Art. 335. Em falta de normas jurídicas particulares, o juiz aplicará as regras de experiência comum subministradas pela observação do que ordinariamente acontece e ainda as regras da experiência técnica, ressalvado, quanto a esta, o exame pericial.

                        Assevera a tributarista: "Finalmente, admitindo-se que o procedimento administrativo é insuficientemente disciplinado por nossa legislação, deve o termo "juiz", a que o citado artigo menciona, referir-se a todo aplicador da lei no caso concreto, incluindo-se, assim, o agente fiscal, competente para aplicar a presunção hominis na esfera administrativa."{C}[17]
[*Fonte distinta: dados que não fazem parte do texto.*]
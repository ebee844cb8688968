//! Test viewport — a `ViewportProvider` with a settable answer.

use reverie_core::viewport::{Viewport, ViewportProvider};

/// A provider that reports the wrapped size, or no surface at all for
/// `FixedViewport(None)`.
#[derive(Debug, Clone, Copy)]
pub struct FixedViewport(pub Option<Viewport>);

impl ViewportProvider for FixedViewport {
    fn viewport(&self) -> Option<Viewport> {
        self.0
    }
}
//! YAML script model.
//!
//! A script is an ordered list of scenes. Each entry carries an `id`, an
//! optional `scored` flag and a `kind` tag selecting the fields that follow:
//!
//! ```yaml
//! scenes:
//!   - id: intro
//!     kind: title_card
//!     title: "Happy Birthday!"
//!     subtitle: "Press A to begin"
//!     scored: true
//! ```

use std::collections::BTreeSet;
use std::path::{Path, PathBuf};

use reverie_core::error::StageError;
use reverie_core::scene_id::SceneId;
use serde::{Deserialize, Serialize};
use thiserror::Error;

const DEMO_SCRIPT: &str = include_str!("../../scripts/demo.yaml");

/// Most options a choice may offer; each gets a letter badge.
pub const MAX_OPTIONS: usize = 26;

/// Errors raised while loading a script.
#[derive(Debug, Error)]
pub enum ScriptError {
    /// The file could not be read.
    #[error("failed to read script {path}: {source}")]
    Io {
        /// Path that was read.
        path: PathBuf,
        /// Underlying error.
        source: std::io::Error,
    },

    /// The YAML did not match the script format.
    #[error("invalid script: {0}")]
    Parse(#[from] serde_yaml::Error),

    /// The script lists no scenes.
    #[error("script has no scenes")]
    Empty,

    /// Two scenes share an id.
    #[error("duplicate scene id: {0}")]
    DuplicateScene(SceneId),

    /// A choice scene is inconsistent.
    #[error("invalid choice in scene {scene}: {reason}")]
    InvalidChoice {
        /// The offending scene.
        scene: SceneId,
        /// What is wrong with it.
        reason: String,
    },

    /// The stage rejected the catalog.
    #[error(transparent)]
    Catalog(#[from] StageError),
}

/// Heading over a subtitle.
#[derive(Debug, Clone, PartialEq, Eq, Serialize, Deserialize)]
pub struct TitleCardSpec {
    /// Heading.
    pub title: String,
    /// Line typed after the heading.
    #[serde(default)]
    pub subtitle: String,
}

/// A question with lettered options.
#[derive(Debug, Clone, PartialEq, Eq, Serialize, Deserialize)]
pub struct ChoiceSpec {
    /// Heading.
    pub title: String,
    /// The question.
    pub prompt: String,
    /// Answers in display order.
    pub options: Vec<String>,
    /// Index of the right answer.
    pub correct: usize,
    /// Typed after the right answer is confirmed.
    #[serde(default = "default_praise")]
    pub praise: String,
}

fn default_praise() -> String {
    "Correct!".to_owned()
}

/// Paragraphs typed one after another.
#[derive(Debug, Clone, PartialEq, Eq, Serialize, Deserialize)]
pub struct LetterSpec {
    /// Heading.
    pub title: String,
    /// Line under the heading.
    #[serde(default)]
    pub subtitle: String,
    /// Body paragraphs.
    pub paragraphs: Vec<String>,
}

/// Closing scene with the scorecard.
#[derive(Debug, Clone, PartialEq, Eq, Serialize, Deserialize)]
pub struct FinaleSpec {
    /// Heading.
    pub title: String,
    /// Closing line.
    #[serde(default)]
    pub message: String,
}

/// Kind-specific part of a scene entry.
#[derive(Debug, Clone, PartialEq, Eq, Serialize, Deserialize)]
#[serde(tag = "kind", rename_all = "snake_case")]
pub enum SceneKind {
    /// See [`TitleCardSpec`].
    TitleCard(TitleCardSpec),
    /// See [`ChoiceSpec`].
    Choice(ChoiceSpec),
    /// See [`LetterSpec`].
    Letter(LetterSpec),
    /// See [`FinaleSpec`].
    Finale(FinaleSpec),
}

/// One scene entry.
#[derive(Debug, Clone, PartialEq, Eq, Serialize, Deserialize)]
pub struct SceneSpec {
    /// Catalog id.
    pub id: SceneId,
    /// Whether completing the scene earns a star.
    #[serde(default)]
    pub scored: bool,
    /// Kind and content.
    #[serde(flatten)]
    pub kind: SceneKind,
}

/// A parsed and validated script.
#[derive(Debug, Clone, PartialEq, Eq, Serialize, Deserialize)]
pub struct Script {
    /// Scenes in catalog order.
    pub scenes: Vec<SceneSpec>,
}

impl Script {
    /// Parses and validates a YAML script.
    ///
    /// # Errors
    ///
    /// Returns `ScriptError::Parse` for malformed YAML, or a validation
    /// error (see [`Script::validate`]).
    pub fn from_yaml(yaml: &str) -> Result<Self, ScriptError> {
        let script: Self = serde_yaml::from_str(yaml)?;
        script.validate()?;
        Ok(script)
    }

    /// Reads, parses and validates the script at `path`.
    ///
    /// # Errors
    ///
    /// Returns `ScriptError::Io` if the file cannot be read, otherwise as
    /// [`Script::from_yaml`].
    pub fn load(path: &Path) -> Result<Self, ScriptError> {
        let yaml = std::fs::read_to_string(path).map_err(|source| ScriptError::Io {
            path: path.to_path_buf(),
            source,
        })?;
        Self::from_yaml(&yaml)
    }

    /// The built-in demo script.
    ///
    /// # Errors
    ///
    /// Returns a `ScriptError` if the bundled YAML is invalid.
    pub fn demo() -> Result<Self, ScriptError> {
        Self::from_yaml(DEMO_SCRIPT)
    }

    /// Checks the invariants the catalog relies on.
    ///
    /// # Errors
    ///
    /// Returns `ScriptError::Empty`, `ScriptError::DuplicateScene` or
    /// `ScriptError::InvalidChoice`.
    pub fn validate(&self) -> Result<(), ScriptError> {
        if self.scenes.is_empty() {
            return Err(ScriptError::Empty);
        }
        let mut seen = BTreeSet::new();
        for scene in &self.scenes {
            if !seen.insert(&scene.id) {
                return Err(ScriptError::DuplicateScene(scene.id.clone()));
            }
            if let SceneKind::Choice(choice) = &scene.kind {
                validate_choice(&scene.id, choice)?;
            }
        }
        Ok(())
    }

    /// Id of the first scene.
    #[must_use]
    pub fn first_scene(&self) -> Option<&SceneId> {
        self.scenes.first().map(|s| &s.id)
    }
}

fn validate_choice(scene: &SceneId, choice: &ChoiceSpec) -> Result<(), ScriptError> {
    let invalid = |reason: String| ScriptError::InvalidChoice {
        scene: scene.clone(),
        reason,
    };
    let count = choice.options.len();
    if count == 0 {
        return Err(invalid("no options".to_owned()));
    }
    if count > MAX_OPTIONS {
        return Err(invalid(format!("{count} options, at most {MAX_OPTIONS} allowed")));
    }
    if choice.correct >= count {
        return Err(invalid(format!(
            "correct index {} out of range for {count} options",
            choice.correct
        )));
    }
    Ok(())
}
//! Scene identifiers.

use std::fmt;

use serde::{Deserialize, Serialize};

/// Opaque identifier of a scene in the catalog.
#[derive(Debug, Clone, PartialEq, Eq, PartialOrd, Ord, Hash, Serialize, Deserialize)]
#[serde(transparent)]
pub struct SceneId(String);

impl SceneId {
    /// Creates an identifier from any string-like value.
    #[must_use]
    pub fn new(id: impl Into<String>) -> Self {
        Self(id.into())
    }

    /// Returns the identifier as a string slice.
    #[must_use]
    pub fn as_str(&self) -> &str {
        &self.0
    }
}

impl fmt::Display for SceneId {
    fn fmt(&self, f: &mut fmt::Formatter<'_>) -> fmt::Result {
        f.write_str(&self.0)
    }
}

impl From<&str> for SceneId {
    fn from(id: &str) -> Self {
        Self(id.to_owned())
    }
}

impl From<String> for SceneId {
    fn from(id: String) -> Self {
        Self(id)
    }
}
                        Assim, num contexto prático, a auditoria fiscal pode examinar várias formas indiretas de manifestação de fatos tributáveis,  mas relacionadas aos fatos abstratamente insertos na legislação como hipóteses de incidência de tributos específicos e arrolá-los, conectá-los e concluir pela ocorrência do fato indiciado, ainda que a legislação substantiva não os preveja ou conclua antecedentemente, como nas presunções legais relativas.

                        O exame de registros bancários de determinado período, de despesas incorridas, os relatórios de descarte de resíduos sólidos e líquidos, o acúmulo ou registro dos vários subprodutos da produção principal, os registros de uso de determinados produtos intermediários, de uso e consumo, relatórios de horas trabalhadas de determinados empregados específicos no processo produtivo, o comportamento do consumo de energia elétrica da linha de produção, as informações indiretas obtidas de fornecedores, clientes, órgão reguladores e entidades públicas envolvidas, transportes e tipos de veículos contratados, contratos dos mais variados tipos, podem todos serem examinados e reunidos para formar o conjunto probatório, mediado pelas presunções legais hominis, para constituição dos fatos jurídicos tributários que podem, simultaneamente mesmo, atento e guardados seus aspectos materiais específicos, discriminados pela legislação de instituição e regras de competência dos agentes, basear os lançamentos do ICMS, IPI, ISS, PIS, COFINS, IRPJ, CSLL, IOF, providos que sejam os relatos coerentes, haja precisão na demonstração no encadeamento lógico entre os vestígios dos eventos e os fatos indiciários e sua implicação na demonstração do fato indiciado.

                        A advertência derradeira dada pela doutrina para os limites da articulação de uma ou várias presunção hominis nos lançamentos, vem do momento onde a discricionariedade autorizada pelo fundamento legal pode ser exercida, segundo Maria Rita Ferragut: "E nas presunções hominis cabe perguntar: não seria "dado o antecedente, pode ser o consequente", uma vez que o raciocínio lógico-presuntivo realizado pelo aplicador da norma, antes da expedição da regra individual e concreta, depende exclusivamente de sua valoração subjetiva acerca dos vestígios encontrados? Entendemos que não. Uma coisa é a convicção de que os vestígios são graves o suficiente para transformá-los em fato indiciário. Só aqui há discricionariedade, liberdade de apreciação. Outra, diferente, é promover a relação jurídica de implicação sempre que o aplicador da regra considerar que os vestígios por ele detectados configuram-se em indícios de fato de relevância jurídica. Somente esta última possibilidade é juridicamente relevante, somente ela submete-se à vinculação e à causalidade normativa, pois dado o conhecimento de indícios deve-ser o reconhecimento da existência do fato indiciado."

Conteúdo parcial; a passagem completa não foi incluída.